→ **Task description**
Once you have checked each line below for the word "expert", give the number of lines that have it and nothing further.

→ **Supplied data**
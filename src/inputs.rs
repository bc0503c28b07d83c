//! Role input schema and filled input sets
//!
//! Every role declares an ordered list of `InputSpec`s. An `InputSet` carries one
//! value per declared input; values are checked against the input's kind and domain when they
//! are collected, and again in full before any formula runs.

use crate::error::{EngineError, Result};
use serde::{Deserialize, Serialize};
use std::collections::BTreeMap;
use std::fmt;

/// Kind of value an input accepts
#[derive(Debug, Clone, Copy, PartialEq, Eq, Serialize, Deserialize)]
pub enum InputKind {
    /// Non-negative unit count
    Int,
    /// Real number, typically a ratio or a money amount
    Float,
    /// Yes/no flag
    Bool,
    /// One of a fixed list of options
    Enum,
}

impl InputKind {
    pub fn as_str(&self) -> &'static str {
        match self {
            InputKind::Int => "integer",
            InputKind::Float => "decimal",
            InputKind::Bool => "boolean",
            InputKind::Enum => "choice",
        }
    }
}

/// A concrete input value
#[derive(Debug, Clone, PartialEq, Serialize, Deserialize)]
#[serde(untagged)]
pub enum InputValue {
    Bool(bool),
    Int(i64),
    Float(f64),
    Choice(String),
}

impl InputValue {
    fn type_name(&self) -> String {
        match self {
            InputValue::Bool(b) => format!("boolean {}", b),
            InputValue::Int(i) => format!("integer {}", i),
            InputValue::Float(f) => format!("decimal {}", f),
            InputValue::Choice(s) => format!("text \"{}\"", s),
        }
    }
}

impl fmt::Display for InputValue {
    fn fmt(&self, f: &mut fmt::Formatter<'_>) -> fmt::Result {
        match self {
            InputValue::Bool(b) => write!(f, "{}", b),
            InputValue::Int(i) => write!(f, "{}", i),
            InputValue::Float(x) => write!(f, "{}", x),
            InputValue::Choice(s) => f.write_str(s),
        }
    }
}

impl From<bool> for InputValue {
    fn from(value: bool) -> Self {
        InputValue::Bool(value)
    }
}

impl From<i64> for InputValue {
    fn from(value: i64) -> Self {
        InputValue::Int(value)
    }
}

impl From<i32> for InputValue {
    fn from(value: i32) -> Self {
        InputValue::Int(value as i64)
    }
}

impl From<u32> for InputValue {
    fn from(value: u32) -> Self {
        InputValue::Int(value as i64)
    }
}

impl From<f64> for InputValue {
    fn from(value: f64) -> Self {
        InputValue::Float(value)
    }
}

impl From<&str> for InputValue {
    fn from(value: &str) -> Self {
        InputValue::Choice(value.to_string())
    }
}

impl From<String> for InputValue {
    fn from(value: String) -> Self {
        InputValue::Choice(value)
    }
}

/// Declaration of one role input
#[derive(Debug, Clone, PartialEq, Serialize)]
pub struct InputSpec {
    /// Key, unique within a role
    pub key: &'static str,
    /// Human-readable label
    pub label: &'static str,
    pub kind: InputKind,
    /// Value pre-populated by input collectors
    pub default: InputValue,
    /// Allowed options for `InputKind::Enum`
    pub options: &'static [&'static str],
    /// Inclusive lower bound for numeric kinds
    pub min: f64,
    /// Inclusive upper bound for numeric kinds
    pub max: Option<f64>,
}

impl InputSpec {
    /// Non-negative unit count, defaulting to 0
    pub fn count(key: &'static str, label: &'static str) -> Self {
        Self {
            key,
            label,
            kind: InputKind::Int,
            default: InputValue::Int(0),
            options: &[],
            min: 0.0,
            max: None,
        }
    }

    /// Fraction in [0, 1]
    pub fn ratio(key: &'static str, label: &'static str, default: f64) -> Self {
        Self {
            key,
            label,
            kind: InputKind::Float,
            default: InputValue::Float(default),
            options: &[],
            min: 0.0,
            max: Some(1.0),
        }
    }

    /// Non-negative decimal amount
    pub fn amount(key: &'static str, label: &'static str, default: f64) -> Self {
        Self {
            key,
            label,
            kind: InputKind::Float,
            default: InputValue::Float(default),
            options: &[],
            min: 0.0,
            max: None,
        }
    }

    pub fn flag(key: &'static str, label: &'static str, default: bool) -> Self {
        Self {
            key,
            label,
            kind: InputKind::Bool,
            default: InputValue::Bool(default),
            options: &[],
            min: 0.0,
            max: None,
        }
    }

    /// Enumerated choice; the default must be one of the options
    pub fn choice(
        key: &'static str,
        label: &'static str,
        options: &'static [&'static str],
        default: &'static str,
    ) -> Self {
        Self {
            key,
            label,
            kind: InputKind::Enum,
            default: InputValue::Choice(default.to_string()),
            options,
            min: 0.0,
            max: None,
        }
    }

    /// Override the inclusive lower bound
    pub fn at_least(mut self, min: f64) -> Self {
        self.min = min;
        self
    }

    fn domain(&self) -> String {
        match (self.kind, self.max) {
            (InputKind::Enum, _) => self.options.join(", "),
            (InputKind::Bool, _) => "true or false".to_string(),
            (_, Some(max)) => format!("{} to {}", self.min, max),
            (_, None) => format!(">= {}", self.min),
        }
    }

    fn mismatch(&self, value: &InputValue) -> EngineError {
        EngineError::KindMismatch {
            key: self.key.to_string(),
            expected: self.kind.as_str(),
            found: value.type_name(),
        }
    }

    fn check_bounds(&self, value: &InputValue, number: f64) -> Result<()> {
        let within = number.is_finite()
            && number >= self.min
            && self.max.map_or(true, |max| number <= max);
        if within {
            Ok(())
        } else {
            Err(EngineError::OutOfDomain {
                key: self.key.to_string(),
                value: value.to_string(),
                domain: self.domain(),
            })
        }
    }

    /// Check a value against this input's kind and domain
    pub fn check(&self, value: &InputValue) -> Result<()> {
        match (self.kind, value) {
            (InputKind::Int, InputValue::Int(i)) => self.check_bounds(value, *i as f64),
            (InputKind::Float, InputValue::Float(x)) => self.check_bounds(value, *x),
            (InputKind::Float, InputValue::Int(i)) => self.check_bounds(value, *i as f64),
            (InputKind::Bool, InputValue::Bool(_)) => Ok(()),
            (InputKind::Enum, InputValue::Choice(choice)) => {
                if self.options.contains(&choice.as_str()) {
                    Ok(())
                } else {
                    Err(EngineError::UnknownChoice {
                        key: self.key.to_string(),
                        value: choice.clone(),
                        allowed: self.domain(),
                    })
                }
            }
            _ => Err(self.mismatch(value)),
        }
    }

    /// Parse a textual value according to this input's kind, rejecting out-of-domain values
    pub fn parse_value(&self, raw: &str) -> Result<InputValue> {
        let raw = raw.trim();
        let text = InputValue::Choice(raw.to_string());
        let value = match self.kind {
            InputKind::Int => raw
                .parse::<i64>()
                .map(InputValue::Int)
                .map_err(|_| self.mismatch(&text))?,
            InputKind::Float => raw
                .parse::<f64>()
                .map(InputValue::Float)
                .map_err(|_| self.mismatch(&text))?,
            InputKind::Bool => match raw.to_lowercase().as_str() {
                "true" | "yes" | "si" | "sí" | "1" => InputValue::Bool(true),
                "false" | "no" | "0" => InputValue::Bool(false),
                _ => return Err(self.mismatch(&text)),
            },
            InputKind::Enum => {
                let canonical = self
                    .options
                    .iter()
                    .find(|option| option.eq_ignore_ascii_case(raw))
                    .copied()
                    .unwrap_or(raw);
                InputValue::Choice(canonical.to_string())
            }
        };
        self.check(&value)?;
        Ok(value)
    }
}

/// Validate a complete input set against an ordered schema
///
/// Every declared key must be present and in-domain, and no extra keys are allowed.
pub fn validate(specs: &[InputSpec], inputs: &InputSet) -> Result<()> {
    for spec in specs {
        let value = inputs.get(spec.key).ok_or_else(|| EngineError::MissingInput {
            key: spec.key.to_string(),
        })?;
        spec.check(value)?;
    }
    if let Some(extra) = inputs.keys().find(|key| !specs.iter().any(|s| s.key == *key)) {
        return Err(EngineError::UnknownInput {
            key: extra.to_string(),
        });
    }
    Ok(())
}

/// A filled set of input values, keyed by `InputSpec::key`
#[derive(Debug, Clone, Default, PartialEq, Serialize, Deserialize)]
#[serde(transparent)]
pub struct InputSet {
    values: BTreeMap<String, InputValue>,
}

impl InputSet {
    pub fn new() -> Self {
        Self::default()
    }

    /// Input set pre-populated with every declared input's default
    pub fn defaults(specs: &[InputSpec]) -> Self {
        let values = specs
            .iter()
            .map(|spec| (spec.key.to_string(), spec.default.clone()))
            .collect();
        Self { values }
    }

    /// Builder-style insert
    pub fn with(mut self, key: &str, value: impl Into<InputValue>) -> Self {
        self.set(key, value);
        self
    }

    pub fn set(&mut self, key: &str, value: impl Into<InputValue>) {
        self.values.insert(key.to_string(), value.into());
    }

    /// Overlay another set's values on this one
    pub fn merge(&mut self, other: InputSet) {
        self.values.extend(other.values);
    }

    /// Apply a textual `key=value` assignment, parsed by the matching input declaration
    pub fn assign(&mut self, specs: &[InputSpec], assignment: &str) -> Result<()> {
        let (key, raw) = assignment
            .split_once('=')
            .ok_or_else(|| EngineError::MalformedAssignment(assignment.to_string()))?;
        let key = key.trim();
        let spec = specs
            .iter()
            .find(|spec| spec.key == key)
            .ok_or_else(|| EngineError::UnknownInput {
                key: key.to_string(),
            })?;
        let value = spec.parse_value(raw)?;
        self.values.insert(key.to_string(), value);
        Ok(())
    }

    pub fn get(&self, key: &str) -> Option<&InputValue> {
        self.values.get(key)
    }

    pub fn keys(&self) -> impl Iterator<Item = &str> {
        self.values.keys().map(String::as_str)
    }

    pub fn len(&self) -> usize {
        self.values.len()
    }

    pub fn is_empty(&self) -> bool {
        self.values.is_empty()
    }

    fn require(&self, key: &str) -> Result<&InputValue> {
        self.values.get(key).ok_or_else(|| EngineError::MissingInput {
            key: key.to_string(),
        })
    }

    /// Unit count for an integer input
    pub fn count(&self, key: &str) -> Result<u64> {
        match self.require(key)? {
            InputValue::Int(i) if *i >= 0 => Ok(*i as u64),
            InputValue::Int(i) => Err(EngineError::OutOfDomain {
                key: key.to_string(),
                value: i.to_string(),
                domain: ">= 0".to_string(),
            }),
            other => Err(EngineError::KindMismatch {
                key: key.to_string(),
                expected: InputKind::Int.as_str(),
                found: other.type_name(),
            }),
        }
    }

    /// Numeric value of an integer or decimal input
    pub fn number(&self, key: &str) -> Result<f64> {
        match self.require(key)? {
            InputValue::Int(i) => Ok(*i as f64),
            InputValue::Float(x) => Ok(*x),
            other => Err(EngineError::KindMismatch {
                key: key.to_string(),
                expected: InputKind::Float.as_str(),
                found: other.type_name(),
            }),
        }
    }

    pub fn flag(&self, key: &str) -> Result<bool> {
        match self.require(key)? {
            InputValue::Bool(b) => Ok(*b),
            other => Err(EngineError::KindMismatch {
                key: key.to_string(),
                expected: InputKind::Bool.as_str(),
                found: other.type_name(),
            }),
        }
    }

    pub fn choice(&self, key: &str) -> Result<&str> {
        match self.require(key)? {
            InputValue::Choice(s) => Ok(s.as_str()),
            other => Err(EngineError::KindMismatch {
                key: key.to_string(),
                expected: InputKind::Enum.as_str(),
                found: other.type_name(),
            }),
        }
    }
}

...

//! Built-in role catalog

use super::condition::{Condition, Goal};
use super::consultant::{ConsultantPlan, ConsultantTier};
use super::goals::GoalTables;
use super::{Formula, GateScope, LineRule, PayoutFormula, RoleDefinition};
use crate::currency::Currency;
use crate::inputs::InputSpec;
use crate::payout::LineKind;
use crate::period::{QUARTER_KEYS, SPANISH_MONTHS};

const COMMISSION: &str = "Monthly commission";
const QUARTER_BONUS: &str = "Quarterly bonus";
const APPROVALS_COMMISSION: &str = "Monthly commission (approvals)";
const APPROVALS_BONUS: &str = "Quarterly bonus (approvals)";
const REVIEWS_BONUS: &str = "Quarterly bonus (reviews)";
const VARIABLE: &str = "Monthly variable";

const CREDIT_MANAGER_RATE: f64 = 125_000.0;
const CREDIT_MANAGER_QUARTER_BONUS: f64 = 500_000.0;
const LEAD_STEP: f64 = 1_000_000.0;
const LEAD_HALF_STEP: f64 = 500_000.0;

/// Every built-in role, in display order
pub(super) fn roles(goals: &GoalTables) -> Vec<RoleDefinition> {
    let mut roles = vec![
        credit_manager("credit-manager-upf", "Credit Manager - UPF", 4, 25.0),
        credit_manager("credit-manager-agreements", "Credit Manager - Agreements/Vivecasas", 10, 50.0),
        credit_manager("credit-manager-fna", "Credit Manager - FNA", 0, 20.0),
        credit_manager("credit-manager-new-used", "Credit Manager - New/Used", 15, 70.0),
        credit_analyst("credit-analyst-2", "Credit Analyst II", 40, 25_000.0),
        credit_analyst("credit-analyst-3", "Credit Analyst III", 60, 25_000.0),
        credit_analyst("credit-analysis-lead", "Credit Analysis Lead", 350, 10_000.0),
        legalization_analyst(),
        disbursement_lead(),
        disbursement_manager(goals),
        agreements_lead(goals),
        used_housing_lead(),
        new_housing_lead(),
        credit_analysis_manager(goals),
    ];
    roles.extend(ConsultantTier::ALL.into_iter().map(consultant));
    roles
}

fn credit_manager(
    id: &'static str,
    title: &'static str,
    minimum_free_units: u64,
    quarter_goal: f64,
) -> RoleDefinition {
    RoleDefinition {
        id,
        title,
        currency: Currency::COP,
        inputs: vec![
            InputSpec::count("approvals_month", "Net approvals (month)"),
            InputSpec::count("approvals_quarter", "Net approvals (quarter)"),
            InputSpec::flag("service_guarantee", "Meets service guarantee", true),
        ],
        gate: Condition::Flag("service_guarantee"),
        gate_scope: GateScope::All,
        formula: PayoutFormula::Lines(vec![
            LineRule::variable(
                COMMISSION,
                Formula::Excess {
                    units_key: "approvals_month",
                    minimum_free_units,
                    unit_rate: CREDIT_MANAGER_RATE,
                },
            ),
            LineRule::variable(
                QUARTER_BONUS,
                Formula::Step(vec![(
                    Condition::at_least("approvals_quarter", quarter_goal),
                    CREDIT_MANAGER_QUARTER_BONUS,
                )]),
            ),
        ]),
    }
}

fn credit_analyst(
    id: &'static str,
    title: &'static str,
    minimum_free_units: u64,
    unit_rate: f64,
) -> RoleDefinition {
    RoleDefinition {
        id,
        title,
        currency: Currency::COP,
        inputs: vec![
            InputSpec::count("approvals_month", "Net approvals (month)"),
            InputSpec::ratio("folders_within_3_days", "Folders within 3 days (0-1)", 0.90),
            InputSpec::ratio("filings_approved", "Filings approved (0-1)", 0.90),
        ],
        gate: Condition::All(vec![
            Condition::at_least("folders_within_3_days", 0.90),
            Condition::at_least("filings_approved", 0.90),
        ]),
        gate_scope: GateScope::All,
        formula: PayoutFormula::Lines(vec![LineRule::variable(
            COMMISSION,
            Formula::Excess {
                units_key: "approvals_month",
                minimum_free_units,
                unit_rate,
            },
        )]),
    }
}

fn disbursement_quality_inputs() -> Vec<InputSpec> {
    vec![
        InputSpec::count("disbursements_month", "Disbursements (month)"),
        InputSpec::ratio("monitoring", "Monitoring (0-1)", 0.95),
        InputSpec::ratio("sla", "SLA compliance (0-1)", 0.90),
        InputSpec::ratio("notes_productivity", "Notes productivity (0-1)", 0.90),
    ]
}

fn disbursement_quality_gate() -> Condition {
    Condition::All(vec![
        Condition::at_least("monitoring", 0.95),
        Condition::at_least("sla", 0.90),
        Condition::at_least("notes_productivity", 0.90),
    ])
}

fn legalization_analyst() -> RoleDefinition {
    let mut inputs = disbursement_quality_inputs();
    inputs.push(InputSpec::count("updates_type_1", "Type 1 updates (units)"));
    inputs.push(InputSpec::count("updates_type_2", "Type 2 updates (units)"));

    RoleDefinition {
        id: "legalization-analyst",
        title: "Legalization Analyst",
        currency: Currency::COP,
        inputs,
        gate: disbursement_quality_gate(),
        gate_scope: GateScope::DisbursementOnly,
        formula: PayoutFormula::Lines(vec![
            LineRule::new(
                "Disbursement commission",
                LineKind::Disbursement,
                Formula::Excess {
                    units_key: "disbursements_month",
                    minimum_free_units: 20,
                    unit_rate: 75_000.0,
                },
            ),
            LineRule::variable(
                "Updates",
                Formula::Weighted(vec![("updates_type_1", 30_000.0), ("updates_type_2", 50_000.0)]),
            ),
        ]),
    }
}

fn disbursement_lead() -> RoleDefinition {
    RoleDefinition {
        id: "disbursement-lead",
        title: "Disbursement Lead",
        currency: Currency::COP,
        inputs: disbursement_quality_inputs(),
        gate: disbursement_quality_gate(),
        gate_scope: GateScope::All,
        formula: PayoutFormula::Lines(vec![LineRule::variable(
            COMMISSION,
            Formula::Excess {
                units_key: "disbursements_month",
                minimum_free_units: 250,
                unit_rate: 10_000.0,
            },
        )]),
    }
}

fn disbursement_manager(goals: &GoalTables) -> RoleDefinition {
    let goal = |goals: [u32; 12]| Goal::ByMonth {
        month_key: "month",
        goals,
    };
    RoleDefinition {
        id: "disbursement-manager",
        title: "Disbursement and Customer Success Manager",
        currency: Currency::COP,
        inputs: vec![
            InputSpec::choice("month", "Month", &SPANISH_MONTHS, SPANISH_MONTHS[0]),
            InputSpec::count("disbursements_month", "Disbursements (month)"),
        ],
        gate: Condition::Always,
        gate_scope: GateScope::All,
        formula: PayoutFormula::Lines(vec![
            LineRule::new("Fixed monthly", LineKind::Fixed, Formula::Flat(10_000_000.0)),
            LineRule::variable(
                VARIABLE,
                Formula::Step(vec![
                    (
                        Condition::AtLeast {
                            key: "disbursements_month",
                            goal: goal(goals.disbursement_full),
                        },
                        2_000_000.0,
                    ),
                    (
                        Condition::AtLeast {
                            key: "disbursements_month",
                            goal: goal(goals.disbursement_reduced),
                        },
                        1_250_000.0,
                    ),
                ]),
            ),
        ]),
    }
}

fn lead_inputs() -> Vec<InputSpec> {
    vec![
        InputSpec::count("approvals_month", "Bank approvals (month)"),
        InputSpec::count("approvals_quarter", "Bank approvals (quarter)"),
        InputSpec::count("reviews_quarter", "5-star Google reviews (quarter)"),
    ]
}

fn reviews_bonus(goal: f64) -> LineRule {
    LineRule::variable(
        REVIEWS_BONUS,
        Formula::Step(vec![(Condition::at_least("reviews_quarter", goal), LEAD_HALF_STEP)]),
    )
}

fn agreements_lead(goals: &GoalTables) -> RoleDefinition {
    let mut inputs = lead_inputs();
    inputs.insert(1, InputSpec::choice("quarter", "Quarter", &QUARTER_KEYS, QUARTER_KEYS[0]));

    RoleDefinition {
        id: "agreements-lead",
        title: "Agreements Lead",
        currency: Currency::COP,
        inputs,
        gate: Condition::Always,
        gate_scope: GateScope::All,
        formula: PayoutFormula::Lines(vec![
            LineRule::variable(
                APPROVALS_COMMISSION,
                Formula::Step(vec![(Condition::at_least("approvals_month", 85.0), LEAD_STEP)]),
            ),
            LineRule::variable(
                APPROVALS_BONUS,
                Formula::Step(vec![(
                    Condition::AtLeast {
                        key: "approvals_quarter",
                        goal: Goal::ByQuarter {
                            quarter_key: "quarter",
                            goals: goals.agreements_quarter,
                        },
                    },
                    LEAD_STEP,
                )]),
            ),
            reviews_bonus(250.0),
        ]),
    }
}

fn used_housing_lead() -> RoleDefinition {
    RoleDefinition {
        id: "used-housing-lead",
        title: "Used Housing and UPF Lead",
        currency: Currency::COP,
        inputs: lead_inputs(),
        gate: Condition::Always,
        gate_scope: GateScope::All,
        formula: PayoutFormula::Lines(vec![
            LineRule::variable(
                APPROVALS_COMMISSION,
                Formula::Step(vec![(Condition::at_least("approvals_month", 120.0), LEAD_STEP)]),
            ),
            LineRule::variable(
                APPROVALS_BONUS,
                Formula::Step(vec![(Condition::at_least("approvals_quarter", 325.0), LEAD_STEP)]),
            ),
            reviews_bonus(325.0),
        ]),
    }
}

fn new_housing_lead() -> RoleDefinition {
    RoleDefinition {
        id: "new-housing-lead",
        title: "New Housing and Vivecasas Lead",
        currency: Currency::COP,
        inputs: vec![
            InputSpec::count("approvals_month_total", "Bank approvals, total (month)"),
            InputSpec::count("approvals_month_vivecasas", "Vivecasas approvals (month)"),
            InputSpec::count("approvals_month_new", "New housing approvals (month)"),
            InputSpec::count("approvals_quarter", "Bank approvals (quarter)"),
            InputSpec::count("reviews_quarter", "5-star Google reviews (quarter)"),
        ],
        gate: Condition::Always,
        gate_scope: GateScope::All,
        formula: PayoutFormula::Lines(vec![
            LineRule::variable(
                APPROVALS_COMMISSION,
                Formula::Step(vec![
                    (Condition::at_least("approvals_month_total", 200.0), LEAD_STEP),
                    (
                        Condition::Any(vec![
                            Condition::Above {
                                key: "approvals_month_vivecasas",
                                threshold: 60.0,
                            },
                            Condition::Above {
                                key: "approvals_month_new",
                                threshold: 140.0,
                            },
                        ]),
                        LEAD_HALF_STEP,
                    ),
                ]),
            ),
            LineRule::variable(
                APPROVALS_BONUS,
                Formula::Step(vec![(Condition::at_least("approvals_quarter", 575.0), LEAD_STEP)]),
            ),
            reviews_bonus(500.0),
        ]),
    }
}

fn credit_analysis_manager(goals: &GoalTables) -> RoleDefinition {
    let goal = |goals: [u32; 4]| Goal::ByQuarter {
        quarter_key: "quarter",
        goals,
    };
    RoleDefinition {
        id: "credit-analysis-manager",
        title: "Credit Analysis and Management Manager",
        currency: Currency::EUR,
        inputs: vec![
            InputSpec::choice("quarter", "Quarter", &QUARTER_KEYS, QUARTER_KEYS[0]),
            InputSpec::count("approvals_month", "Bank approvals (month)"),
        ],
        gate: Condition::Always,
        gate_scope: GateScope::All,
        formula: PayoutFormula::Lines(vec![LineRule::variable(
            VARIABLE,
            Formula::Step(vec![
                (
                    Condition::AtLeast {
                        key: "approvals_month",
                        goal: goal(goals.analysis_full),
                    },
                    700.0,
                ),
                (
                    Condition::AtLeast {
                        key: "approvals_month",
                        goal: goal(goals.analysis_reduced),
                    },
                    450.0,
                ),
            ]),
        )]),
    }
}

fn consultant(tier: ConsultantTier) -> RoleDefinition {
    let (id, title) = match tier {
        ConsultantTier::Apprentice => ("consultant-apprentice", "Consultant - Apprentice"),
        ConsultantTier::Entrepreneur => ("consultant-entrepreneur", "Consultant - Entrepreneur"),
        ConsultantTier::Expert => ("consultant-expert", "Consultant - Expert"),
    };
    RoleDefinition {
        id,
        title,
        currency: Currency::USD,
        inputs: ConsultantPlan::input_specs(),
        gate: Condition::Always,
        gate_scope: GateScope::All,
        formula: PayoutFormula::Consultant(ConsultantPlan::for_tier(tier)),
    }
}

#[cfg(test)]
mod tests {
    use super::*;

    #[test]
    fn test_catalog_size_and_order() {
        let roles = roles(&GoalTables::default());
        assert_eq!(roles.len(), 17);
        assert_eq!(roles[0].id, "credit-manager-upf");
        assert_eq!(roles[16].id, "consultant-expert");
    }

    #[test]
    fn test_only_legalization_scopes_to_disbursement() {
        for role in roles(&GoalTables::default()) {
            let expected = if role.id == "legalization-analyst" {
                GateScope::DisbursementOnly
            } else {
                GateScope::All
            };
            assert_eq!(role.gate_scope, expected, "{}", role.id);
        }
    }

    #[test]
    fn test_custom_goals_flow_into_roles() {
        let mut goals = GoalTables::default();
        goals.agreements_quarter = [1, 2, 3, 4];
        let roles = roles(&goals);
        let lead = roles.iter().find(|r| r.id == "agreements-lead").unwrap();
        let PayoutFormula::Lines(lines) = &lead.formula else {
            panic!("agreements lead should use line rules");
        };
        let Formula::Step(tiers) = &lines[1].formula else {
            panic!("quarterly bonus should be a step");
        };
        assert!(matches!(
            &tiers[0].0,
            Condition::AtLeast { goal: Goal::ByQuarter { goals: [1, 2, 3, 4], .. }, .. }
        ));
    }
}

→ **Your solution**
2